January 23, 2013

Ringing in the New, Library Board Welcomes Six New Members

Six new members of the Board of Trustees of the Princeton Public Library took their seats as well as their oaths of office at the board’s first meeting of 2013 last week: Mayor Liz Lempert, Audrey Gould, Ruth Miller, Kevin Royer, Pamela Wakefield, and Barak Bar-Cohen.

In an orientation meeting before the public session, Library Director Leslie Burger introduced the new team to their duties and to the workings of the Library and its Board of Trustees, a group of nine: seven appointed by the mayor of Princeton and two designated by statute as the mayor and the superintendent of Princeton Public Schools or their designee.

In addition to Mayor Liz Lempert, schools’ representative Robert Ginsberg, and the new appointees, trustees for 2013 include returning members Kiki Jamieson and Andrew Erlichson.

Appointed board members serve five-year terms. The board also invites two teen liaisons to attend its meetings. The current teen representatives are Dylan Dorman Schroeder and Becca Breslaw, both seniors at Princeton High School.

Ms. Burger spoke briefly about the changing world of today’s libraries and the changing spaces therein.

The agenda for the public session included reports to the Board from Ms. Burger and President of the Friends of the Princeton Public Library Sherri Garber as well as the signing of a new document amending the Certificate of Incorporation. The Board voted on several resolutions including adoption of a temporary budget of $1,203,008 (based on the same period as last year) and unanimously approved the appointment of Kiki Jamieson as temporary Board president.

In her report, Ms. Burger thanked the Friends and the Library Foundation for their continued support. She spoke of the Princeton community’s generosity in response to the library’s annual appeal saying that many people were touched by the library’s response in the day’s following Superstorm Sandy and the community had been generous in their support.

As of January 10, Ms. Burger noted, the library had received 715 gifts totaling $132,120, a significant increase when compared to the figures of 703 gifts totaling $81,276 for the same period last year. The average gift in 2012-13 is $184 as compared to $115 in 2011-12. As before, appeal letters were sent to potential donors. This year saw the introduction of e-mail appeals through Constant Contact and a reminder in the Library’s e-newsletter. A grant of $26,000 to the Library Foundation was received from the Sutton Foundation for Preschool Literacy & You.

Ms. Burger also remarked on the health of the library’s endowment, now $10 million. The Board approved an endowment distribution gift of $412,523 which will be used for the materials budget (for which, said Ms. Burger, no tax monies are used, only private donations). The library’s director expressed the hope that the endowment will ultimately generate some half million dollars a year.

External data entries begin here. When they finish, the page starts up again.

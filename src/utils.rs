// Copyright (c) 2025 Soumyadip Sarkar.
// All rights reserved.
//
// This source code is licensed under the license found in the
// LICENSE file in the root directory of this source tree.

use anyhow::{Context, Result};
use chrono::NaiveDate;
use comfy_table::{Cell, CellAlignment, Table, presets::UTF8_FULL};
use rusqlite::{Connection, OptionalExtension, params};
use rust_decimal::Decimal;
use tracing_subscriber::EnvFilter;

pub fn init_tracing(verbosity: u8) {
    let default_level = match verbosity {
        0 => "warn",
        1 => "info",
        2 => "debug",
        _ => "trace",
    };
    let filter = EnvFilter::try_from_default_env().unwrap_or_else(|_| EnvFilter::new(default_level));
    let _ = tracing_subscriber::fmt()
        .with_env_filter(filter)
        .with_writer(std::io::stderr)
        .with_target(false)
        .try_init();
}

pub fn parse_date(s: &str) -> Result<NaiveDate> {
    NaiveDate::parse_from_str(s.trim(), "%Y-%m-%d")
        .with_context(|| format!("Invalid date '{}', expected YYYY-MM-DD", s))
}

pub fn parse_decimal(s: &str) -> Result<Decimal> {
    s.trim()
        .parse::<Decimal>()
        .with_context(|| format!("Invalid decimal '{}'", s))
}

pub fn fmt_money(d: &Decimal) -> String {
    format!("{:.2}", d.round_dp(2))
}

pub fn pretty_table(headers: &[&str], rows: Vec<Vec<String>>) -> Table {
    let mut t = Table::new();
    t.load_preset(UTF8_FULL);
    t.set_header(headers.iter().map(|h| Cell::new(*h)));
    for r in rows {
        t.add_row(r.into_iter().map(Cell::new));
    }
    t
}

/// Like `pretty_table`, with the listed columns right-aligned.
pub fn money_table(headers: &[&str], numeric: &[usize], rows: Vec<Vec<String>>) -> Table {
    let mut t = pretty_table(headers, rows);
    for idx in numeric {
        if let Some(col) = t.column_mut(*idx) {
            col.set_cell_alignment(CellAlignment::Right);
        }
    }
    t
}

pub fn id_for_account(conn: &Connection, name: &str) -> Result<i64> {
    let mut stmt = conn.prepare("SELECT id FROM accounts WHERE name=?1 AND deleted_at IS NULL")?;
    let id: i64 = stmt
        .query_row(params![name.trim()], |r| r.get(0))
        .with_context(|| format!("Account '{}' not found", name))?;
    Ok(id)
}

pub fn id_for_product(conn: &Connection, sku: &str) -> Result<i64> {
    let mut stmt = conn.prepare("SELECT id FROM products WHERE sku=?1 AND deleted_at IS NULL")?;
    let id: i64 = stmt
        .query_row(params![sku.trim()], |r| r.get(0))
        .with_context(|| format!("Product '{}' not found", sku))?;
    Ok(id)
}

pub fn account_names(conn: &Connection) -> Result<std::collections::HashMap<i64, String>> {
    let mut stmt = conn.prepare("SELECT id, name FROM accounts")?;
    let rows = stmt.query_map([], |r| Ok((r.get::<_, i64>(0)?, r.get::<_, String>(1)?)))?;
    let mut out = std::collections::HashMap::new();
    for row in rows {
        let (id, name) = row?;
        out.insert(id, name);
    }
    Ok(out)
}

// Settings

pub fn get_setting(conn: &Connection, key: &str) -> crate::error::Result<Option<String>> {
    let v: Option<String> = conn
        .query_row(
            "SELECT value FROM settings WHERE key=?1",
            params![key],
            |r| r.get(0),
        )
        .optional()?;
    Ok(v)
}

pub fn set_setting(conn: &Connection, key: &str, value: &str) -> crate::error::Result<()> {
    conn.execute(
        "INSERT INTO settings(key, value) VALUES(?1, ?2)
         ON CONFLICT(key) DO UPDATE SET value=excluded.value",
        params![key, value],
    )?;
    Ok(())
}

pub fn get_base_currency(conn: &Connection) -> crate::error::Result<String> {
    Ok(get_setting(conn, "base_currency")?.unwrap_or_else(|| "USD".to_string()))
}

pub fn set_base_currency(conn: &Connection, ccy: &str) -> crate::error::Result<()> {
    set_setting(conn, "base_currency", ccy)
}

pub fn maybe_print_json<T: serde::Serialize>(
    json_flag: bool,
    jsonl_flag: bool,
    v: &T,
) -> Result<bool> {
    if json_flag {
        println!("{}", serde_json::to_string_pretty(v)?);
        return Ok(true);
    }
    if jsonl_flag {
        // If v is an array, stream each element; else stream single line
        let val = serde_json::to_value(v)?;
        if let Some(arr) = val.as_array() {
            for item in arr {
                println!("{}", serde_json::to_string(item)?);
            }
        } else {
            println!("{}", serde_json::to_string(&val)?);
        }
        return Ok(true);
    }
    Ok(false)
}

Ms. Garber reported that the Friends had donated $400,000 to the library in 2012, including some $108,000 from last year’s benefit event and $138,000 from the annual used book sale and the ongoing sale in the Friend’s Book Store. She described plans for upcoming events: three literary tours of New York City, a bus tour to Newark, and the benefit in October, which would present David Remnick in conversation with Paul Muldoon.

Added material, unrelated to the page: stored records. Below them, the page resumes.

// Copyright (c) 2025 Soumyadip Sarkar.
// All rights reserved.
//
// This source code is licensed under the license found in the
// LICENSE file in the root directory of this source tree.

use crate::error::{BookError, Result};
use crate::models::{Contact, ContactDraft, ContactKind, Lead, LeadDraft, LeadStatus};
use crate::repo::Repo;
use rusqlite::{Connection, params};
use tracing::info;

pub fn update_lead(conn: &Connection, id: i64, draft: &LeadDraft) -> Result<Lead> {
    let repo = Repo::<Lead>::new(conn);
    if repo.get(id)?.status == LeadStatus::Converted {
        return Err(BookError::AlreadyConverted);
    }
    repo.update(id, draft)
}

/// Turns a lead into a customer contact.
pub fn convert_lead(conn: &mut Connection, id: i64) -> Result<(Lead, Contact)> {
    let tx = conn.transaction()?;
    let leads = Repo::<Lead>::new(&tx);
    let lead = leads.get(id)?;
    match lead.status {
        LeadStatus::Converted => return Err(BookError::AlreadyConverted),
        LeadStatus::Lost => {
            return Err(BookError::Validation(format!(
                "lead '{}' is lost and cannot be converted",
                lead.name
            )));
        }
        _ => {}
    }
    let contact = Repo::<Contact>::new(&tx).create(&ContactDraft {
        name: lead.name.clone(),
        kind: ContactKind::Customer,
        email: lead.email.clone(),
        phone: None,
    })?;
    tx.execute(
        "UPDATE leads SET status='converted', contact_id=?1, converted_at=datetime('now'), updated_at=datetime('now') WHERE id=?2",
        params![contact.id, id],
    )?;
    let lead = leads.get(id)?;
    tx.commit()?;
    info!(lead = id, contact = contact.id, "lead converted");
    Ok((lead, contact))
}
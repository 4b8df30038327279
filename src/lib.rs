// Copyright (c) AlphaVelocity.
// All rights reserved.
//
// This source code is licensed under the license found in the
// LICENSE file in the root directory of this source tree.

pub mod cli;
pub mod commands;
pub mod crm;
pub mod db;
pub mod documents;
pub mod error;
pub mod journal;
pub mod models;
pub mod reports;
pub mod repo;
pub mod utils;
pub mod validation;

Due to the consolidation of Princeton Borough and Princeton Township, the library had to re-incorporate using its new name. “One of the results of consolidation is that the library must re-file all its legal papers to reflect the change,” said Ms. Burger.

Formerly the “Joint Free Public Library of Princeton,” “joint’” indicating that it served both the Borough and the Township ( “an early example of consolidation,” said Ms. Burger), the document adopted the resolution that amends the original certificate of incorporation, changing the library’s name to simply “The Free Public Library.”

“With consolidation will there be any changes in library funding?” asked new member Audrey Gould. Well-placed to respond, Mayor Liz Lempert said that “everyone is under a two percent cap and there is an expectation that consolidation will result in savings. The costs of consolidation have been more than expected, but it’s a safe assumption that there would be continued funding.”

The board set the schedule of meetings for 2013 as follows: February 19, March 19, April 16, May 21, June 18, July 16, September 17, October 15, November 19 and December 17. Meetings are held in the library’s second floor meeting room on the third Tuesday of the month beginning at 5:30 p.m. unless otherwise noted. The public and press are invited to attend.